Summary of Process & Employer's Responsibilities

This information sheet is intended to provide you with information both on the applicable regulations and the application procedure for requesting H-1b status on behalf of a foreign professional. The information sheet incorporates the rules under current law, including the Immigration Act of 1990 and the Department of Labor regulations effective January 19, 1995, as well as the American Competitiveness and Workforce Improvement Act of 1998. The new law is a result of compromise legislation that temporarily increases the number of H-1b workers that may be admitted each year and at the same time imposes more stringent requirements on employers, increasing both the enforcement of the law and penalties for violation.

Increase in H-1b Visas

The H-1b Act increases the current visa cap of 65,000 to 115,000 for fiscal years 1999 and 2000; then to 107,500 in 2001; and returns to 65,000 in 2002 (the fiscal year runs October-September).
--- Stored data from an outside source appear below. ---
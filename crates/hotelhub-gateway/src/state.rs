//! Gateway application state.
//!
//! This module defines the shared state that is available to all request handlers.

use std::sync::Arc;
use std::time::Instant;

use hotelhub_auth::IdentityVerifier;
use hotelhub_routing::RouteTable;
use hotelhub_upstream::Forwarder;

use crate::config::GatewayConfig;
use crate::rate_limit::{InMemoryRateLimiter, RateLimitStore};

/// Shared application state for the gateway.
///
/// The route table is immutable after construction; the rate limiter is the
/// only mutable shared structure and synchronises itself.
pub struct GatewayState<V, F>
where
    V: IdentityVerifier,
    F: Forwarder,
{
    /// Validated route table.
    pub routes: Arc<RouteTable>,
    /// Credential verifier for protected routes.
    pub verifier: Arc<V>,
    /// Forwarder to the backing services.
    pub forwarder: Arc<F>,
    /// Rate-limit counters.
    pub rate_limiter: Arc<dyn RateLimitStore>,
    /// Gateway configuration.
    pub config: GatewayConfig,
    /// When the gateway started; reported by `/health`.
    pub started_at: Instant,
}

impl<V, F> GatewayState<V, F>
where
    V: IdentityVerifier,
    F: Forwarder,
{
    /// Create gateway state with an in-memory rate limiter sized from `config`.
    #[must_use]
    pub fn new(
        routes: RouteTable,
        verifier: Arc<V>,
        forwarder: Arc<F>,
        config: GatewayConfig,
    ) -> Self {
        let rate_limiter = Arc::new(InMemoryRateLimiter::new(
            config.rate_limit_max_requests,
            config.rate_limit_window(),
        ));
        Self::with_rate_limiter(routes, verifier, forwarder, rate_limiter, config)
    }

    /// Create gateway state with a caller-supplied rate-limit store.
    #[must_use]
    pub fn with_rate_limiter(
        routes: RouteTable,
        verifier: Arc<V>,
        forwarder: Arc<F>,
        rate_limiter: Arc<dyn RateLimitStore>,
        config: GatewayConfig,
    ) -> Self {
        Self {
            routes: Arc::new(routes),
            verifier,
            forwarder,
            rate_limiter,
            config,
            started_at: Instant::now(),
        }
    }
}

impl<V, F> Clone for GatewayState<V, F>
where
    V: IdentityVerifier,
    F: Forwarder,
{
    fn clone(&self) -> Self {
        Self {
            routes: Arc::clone(&self.routes),
            verifier: Arc::clone(&self.verifier),
            forwarder: Arc::clone(&self.forwarder),
            rate_limiter: Arc::clone(&self.rate_limiter),
            config: self.config.clone(),
            started_at: self.started_at,
        }
    }
}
Even with these increased numbers, it is not certain that the current demand will be satisfied.

New Employer-Paid Fee for Scholarships & Training

A new $500 fee (over and above the current filing fee) is imposed on petitioning employers to fund scholarship and training programs and to fund enforcement activities. The fee must be paid by the employer at the time of filing an initial petition to grant a foreign national H-1b status or upon a petition for new or concurrent employment, and also upon the first petition to extend the stay of an H-1b nonimmigrant (for a maximum of $1,000). The H-1b Act specifically requires that this fee be paid by the employer. Employers may not require the H-1b employee to reimburse or otherwise compensate the employer for the cost of this fee. A $1,000 fine will be imposed for each violation of this section.

New `No Benching' Rule

The `no benching' rule requires that the employer pay the H-1b nonimmigrant the required wage (as specified in the petition) even during periods of temporary layoff or nonproductive status due to the employer's decision.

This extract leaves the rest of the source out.